Tuesday, June 4, 2013

weeknight musings.

It's funny how music can take you back, isn't it?

I'm listening to the soundtrack of The Curious Case of Benjamin Button. It became my soundtrack during the cold and quiet winter of 2009. We lived in Salt Lake City that year. Chris was busy, working like a dog every day during his fellowship. He came home exhausted. Many of his nights were spent writing ophthalmology research articles. Tess was on the cusp of turning two years old and it was just her--she was my one and only. I had just started working on my MFA and this music was the constant backdrop to quiet afternoons spent at my computer while Tess napped. I still remember the scene, looking out my desk window at the snow falling and slowly accumulating on the ground.

It's funny how things change, isn't it?

Now I'm here in Virginia. My three children are upstairs sleeping. Chris is finished with his training and is in a steady job in private practice. His hours are better, and in so many ways, all those countless hours and years of hard work have finally started to pay off. There were many times when he doubted they ever would. Tonight I sit on our screened in porch. It's a cool night and spring is quickly yielding to summer. The trees have exploded and we are surrounded by green, by life, light, and fullness. There are still some afternoons when Ren naps that I sit at my computer, but the scene outside my window is not snow and my soundtrack has changed. I still haven't finished my MFA, almost five years and counting. But here I am right now, enjoying the memories and how music makes them so tangible.

It's funny how much we remember, isn't it?

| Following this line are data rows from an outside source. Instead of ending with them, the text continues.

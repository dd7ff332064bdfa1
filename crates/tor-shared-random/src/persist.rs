//! Reading and atomically writing the persisted `sr-state` file (§4.B
//! "Persistence", §6 "Persisted SR file").

use std::io::Write as _;
use std::path::Path;

use time::format_description::well_known::Iso8601;
use time::OffsetDateTime;
use tracing::{debug, warn};

use crate::commit::{format_disk_commit_line, parse_disk_commit_line};
use crate::err::{Error, Result};
use crate::srv::Srv;
use crate::state::{SrState, PROTOCOL_VERSION};

/// The banner written at the top of every `sr-state` file.
const BANNER: &str = "# This file was generated by Tor; if you edit it, comments will not be preserved\n# The tor process treats this file as a binary blob, and will overwrite it as needed. Do not edit by hand.\n";

/// Filename of the persisted SR state, relative to the data directory.
pub const STATE_FILENAME: &str = "sr-state";

/// Format `t` (seconds since the Unix epoch) as an ISO-8601 UTC timestamp.
fn format_timestamp(t: u64) -> Result<String> {
    let dt = OffsetDateTime::from_unix_timestamp(
        i64::try_from(t).map_err(|_| Error::Internal("timestamp overflow".into()))?,
    )
    .map_err(|e| Error::Internal(format!("bad timestamp: {e}")))?;
    dt.format(&Iso8601::DEFAULT)
        .map_err(|e| Error::Internal(format!("cannot format timestamp: {e}")))
}

/// Parse an ISO-8601 UTC timestamp into seconds since the Unix epoch.
fn parse_timestamp(s: &str) -> Result<u64> {
    let dt = OffsetDateTime::parse(s, &Iso8601::DEFAULT)
        .map_err(|e| Error::Persistence(format!("bad timestamp {s}: {e}")))?;
    u64::try_from(dt.unix_timestamp())
        .map_err(|_| Error::Persistence(format!("timestamp {s} precedes the epoch")))
}

/// Render `state` as the text of an `sr-state` file.
fn serialize(state: &SrState) -> Result<String> {
    let mut out = String::new();
    out.push_str(BANNER);
    out.push_str(&format!("Version {}\n", state.version));
    out.push_str(&format!("ValidAfter {}\n", format_timestamp(state.valid_after)?));
    out.push_str(&format!("ValidUntil {}\n", format_timestamp(state.valid_until)?));
    for (_, commit) in state.commits() {
        out.push_str(&format!("Commit {}\n", format_disk_commit_line(commit)));
    }
    if let Some(srv) = &state.previous_srv {
        out.push_str(&format!(
            "SharedRandPreviousValue {} {}\n",
            srv.num_reveals,
            hex::encode(srv.value)
        ));
    }
    if let Some(srv) = &state.current_srv {
        out.push_str(&format!(
            "SharedRandCurrentValue {} {}\n",
            srv.num_reveals,
            hex::encode(srv.value)
        ));
    }
    for (k, v) in &state.extra {
        out.push_str(&format!("{k} {v}\n"));
    }
    Ok(out)
}

/// Parse the text of an `sr-state` file, applying the validation-on-load
/// rules of §4.B. `now` is the current time (seconds since the epoch),
/// used to reject an already-expired state.
fn parse(text: &str, now: u64, voting_interval: u64) -> Result<SrState> {
    let mut version = None;
    let mut valid_after = None;
    let mut valid_until = None;
    let mut commits = Vec::new();
    let mut previous_srv = None;
    let mut current_srv = None;
    let mut extra = Vec::new();

    for line in text.lines() {
        let line = line.trim();
        if line.is_empty() || line.starts_with('#') {
            continue;
        }
        let (key, rest) = line
            .split_once(' ')
            .ok_or_else(|| Error::Persistence(format!("line with no value: {line}")))?;
        match key {
            "Version" => {
                version = Some(
                    rest.trim()
                        .parse::<u32>()
                        .map_err(|_| Error::Persistence(format!("bad version {rest}")))?,
                );
            }
            "ValidAfter" => valid_after = Some(parse_timestamp(rest.trim())?),
            "ValidUntil" => valid_until = Some(parse_timestamp(rest.trim())?),
            "Commit" => {
                let tokens: Vec<&str> = rest.split_whitespace().collect();
                commits.push(parse_disk_commit_line(&tokens)?);
            }
            "SharedRandPreviousValue" => previous_srv = Some(parse_srv_line(rest)?),
            "SharedRandCurrentValue" => current_srv = Some(parse_srv_line(rest)?),
            _ => extra.push((key.to_string(), rest.to_string())),
        }
    }

    let version = version.ok_or_else(|| Error::Persistence("missing Version".into()))?;
    if version > PROTOCOL_VERSION {
        return Err(Error::Persistence(format!(
            "state file version {version} is newer than supported {PROTOCOL_VERSION}"
        )));
    }
    let valid_after = valid_after.ok_or_else(|| Error::Persistence("missing ValidAfter".into()))?;
    let valid_until = valid_until.ok_or_else(|| Error::Persistence("missing ValidUntil".into()))?;
    if valid_until < now {
        return Err(Error::Persistence("state has already expired".into()));
    }
    if valid_after >= valid_until {
        return Err(Error::Persistence("ValidAfter is not before ValidUntil".into()));
    }

    let mut commit_map = std::collections::BTreeMap::new();
    for c in commits {
        commit_map.insert(c.rsa_fpr, c);
    }

    Ok(SrState {
        version,
        phase: crate::state::phase_at(valid_after, voting_interval),
        valid_after,
        valid_until,
        commits: commit_map,
        previous_srv,
        current_srv,
        n_commit_rounds: 0,
        n_reveal_rounds: 0,
        n_protocol_runs: 0,
        fresh: false,
        extra,
    })
}

/// Parse a `SharedRand{Previous,Current}Value` line's value portion:
/// `<num_reveals> <hex32>`.
fn parse_srv_line(rest: &str) -> Result<Srv> {
    let mut tokens = rest.split_whitespace();
    let num_reveals = tokens
        .next()
        .ok_or_else(|| Error::Persistence("SRV line missing num_reveals".into()))?
        .parse::<u64>()
        .map_err(|_| Error::Persistence("SRV line has non-numeric num_reveals".into()))?;
    let hex_value = tokens
        .next()
        .ok_or_else(|| Error::Persistence("SRV line missing value".into()))?;
    let bytes = hex::decode(hex_value)
        .map_err(|_| Error::Persistence("SRV line has bad hex value".into()))?;
    let value: [u8; 32] = bytes
        .try_into()
        .map_err(|_| Error::Persistence("SRV line value is not 32 bytes".into()))?;
    Ok(Srv { num_reveals, value })
}

/// Load the `sr-state` file from `data_dir`, falling back to a fresh state
/// (and immediately persisting it) if the file is absent or invalid, per
/// §4.B "Validation on load": rejection is non-fatal.
pub fn load_or_init(
    data_dir: &Path,
    now: u64,
    voting_interval: u64,
) -> Result<SrState> {
    let path = data_dir.join(STATE_FILENAME);
    let loaded = match std::fs::read_to_string(&path) {
        Ok(text) => match parse(&text, now, voting_interval) {
            Ok(state) => Some(state),
            Err(e) => {
                warn!(error = %e, path = %path.display(), "discarding unreadable sr-state, starting fresh");
                None
            }
        },
        Err(e) if e.kind() == std::io::ErrorKind::NotFound => None,
        Err(e) => return Err(e.into()),
    };
    let state = loaded.unwrap_or_else(|| {
        debug!("no usable sr-state on disk; initializing fresh state");
        SrState::new_fresh(now, voting_interval)
    });
    save(data_dir, &state)?;
    Ok(state)
}

/// Atomically write `state` to `data_dir/sr-state`: write to a temp file in
/// the same directory, then rename over the target.
pub fn save(data_dir: &Path, state: &SrState) -> Result<()> {
    std::fs::create_dir_all(data_dir)?;
    let path = data_dir.join(STATE_FILENAME);
    let tmp_path = data_dir.join(format!("{STATE_FILENAME}.tmp"));
    let text = serialize(state)?;
    {
        let mut f = std::fs::File::create(&tmp_path)?;
        f.write_all(text.as_bytes())?;
        f.sync_all()?;
    }
    std::fs::rename(&tmp_path, &path)?;
    debug!(path = %path.display(), "wrote sr-state");
    Ok(())
}

#[cfg(test)]
mod test {
    // @@ begin test lint list maintained by maint/add_warning @@
    #![allow(clippy::bool_assert_comparison)]
    #![allow(clippy::clone_on_copy)]
    #![allow(clippy::dbg_macro)]
    #![allow(clippy::print_stderr)]
    #![allow(clippy::print_stdout)]
    #![allow(clippy::single_char_pattern)]
    #![allow(clippy::unwrap_used)]
    #![allow(clippy::unchecked_duration_subtraction)]
    #![allow(clippy::useless_vec)]
    #![allow(clippy::needless_pass_by_value)]
    //! <!-- @@ end test lint list maintained by maint/add_warning @@ -->
    use super::*;

    const V: u64 = 3600;

    #[test]
    fn round_trips_through_disk() {
        let dir = tempfile::tempdir().unwrap();
        let mut state = SrState::new_fresh(1_600_000_000, V);
        state.previous_srv = Some(Srv {
            num_reveals: 3,
            value: [0x42_u8; 32],
        });
        state.extra.push(("SomeFutureKey".to_string(), "value".to_string()));
        save(dir.path(), &state).unwrap();

        let loaded = load_or_init(dir.path(), 1_600_000_000, V).unwrap();
        assert_eq!(loaded.valid_after, state.valid_after);
        assert_eq!(loaded.valid_until, state.valid_until);
        assert_eq!(loaded.previous_srv, state.previous_srv);
        assert_eq!(loaded.extra, state.extra);
    }

    #[test]
    fn expired_state_is_replaced_with_fresh() {
        let dir = tempfile::tempdir().unwrap();
        let state = SrState::new_fresh(0, V);
        save(dir.path(), &state).unwrap();

        let loaded = load_or_init(dir.path(), 100 * V * 24, V).unwrap();
        assert_eq!(loaded.n_protocol_runs, 0);
        assert!(loaded.valid_after >= 100 * V * 24);
    }

    #[test]
    fn garbage_file_is_replaced_with_fresh() {
        let dir = tempfile::tempdir().unwrap();
        std::fs::write(dir.path().join(STATE_FILENAME), "not a state file\n").unwrap();
        let loaded = load_or_init(dir.path(), 0, V).unwrap();
        assert_eq!(loaded.n_protocol_runs, 0);
    }
}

I started seeing a therapist here in VA several months ago and it's largely been a journey of remembrance. It's astonished me how much our minds and hearts can hold without realizing it. When given the opportunity though, the memories come flooding back, little pockets of them start to come out of hiding and I have begun to realize how mysteriously tied together they all are. Seemingly random associations between past and present suddenly become an intricately woven web of memories, stories, and sensations. And somehow, this intricate web forms the woman I am today. It is intertwined with my blood and bones, with each cell of my body.

It's funny how mysterious we are, isn't it?

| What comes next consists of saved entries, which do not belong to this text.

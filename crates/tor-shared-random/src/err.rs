//! Error types for the shared-random-value commit-reveal engine.

use tor_error::{ErrorKind, HasKind};

/// An error produced by this crate.
#[derive(Clone, Debug, thiserror::Error)]
#[non_exhaustive]
pub enum Error {
    /// A commit or SRV line (from a vote, or from the on-disk state file)
    /// could not be parsed, or violated one of the structural rules in
    /// §4.A/§4.B: wrong digest algorithm, unparseable identity, mismatched
    /// hash-of-reveal, mismatched timestamps, and so on.
    ///
    /// The caller should reject the offending commit and move on; it must
    /// not retry the same peer in the same round.
    #[error("malformed shared-random protocol data: {0}")]
    Protocol(String),

    /// The on-disk `sr-state` file was unreadable, had a bad magic version,
    /// or had already expired (`valid_until < now`).
    ///
    /// The caller should discard it and continue with a freshly initialized
    /// state, per §4.B "Validation on load".
    #[error("persisted shared-random state is invalid: {0}")]
    Persistence(String),

    /// Reading or writing the `sr-state` file in the data directory failed.
    #[error("i/o error accessing shared-random state: {0}")]
    Io(String),

    /// An internal invariant was violated: a caller tried to mutate phase
    /// or round counters through the wrong path, or the engine was asked
    /// to compute an SRV with no previous SRV and fewer than 3 reveals
    /// contradicting prior validation.
    #[error("internal error in shared-random engine: {0}")]
    Internal(String),
}

impl From<std::io::Error> for Error {
    fn from(e: std::io::Error) -> Self {
        Error::Io(e.to_string())
    }
}

impl HasKind for Error {
    fn kind(&self) -> ErrorKind {
        match self {
            Error::Protocol(_) => ErrorKind::TorProtocolViolation,
            Error::Persistence(_) => ErrorKind::PersistentStateCorrupted,
            Error::Io(_) => ErrorKind::PersistentStateAccessFailed,
            Error::Internal(_) => ErrorKind::Internal,
        }
    }
}

/// A `Result` type alias, for convenience.
pub type Result<T> = std::result::Result<T, Error>;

Sometimes I think of how little we really know about one another. I mean, how little we really know about ourselves! It's a constant journey to find out who we really are in life, let alone other people. We never reach the end of the source. As much as we know of one another--even the closest people in our lives--we know so little! How do other people experience life? How do they see things? What little thoughts run through their mind on an idle Thursday morning as they drive to work? We all have so much to learn from one another. I have often struggled with the belief that the way I experience life is somehow different or flawed from other people. Maybe it's different, but I'm learning that it's different for everyone, not just me. We are all so different and flawed, and yet, at the end of the day, we are all so common. The really important things that link us together are the same. Our need for hope and community. Our desire to be known and understood. Our desire to love and be loved, our unquenchable need for God.

Friday, May 31, 2013

yo-yo.

There's this feeling that I experience just about everyday of motherhood. It's a scattered feeling, a sense that I have one foot in and one foot out of life, a kind of yo-yo sensation in which I am constantly swinging back and forth and up and down.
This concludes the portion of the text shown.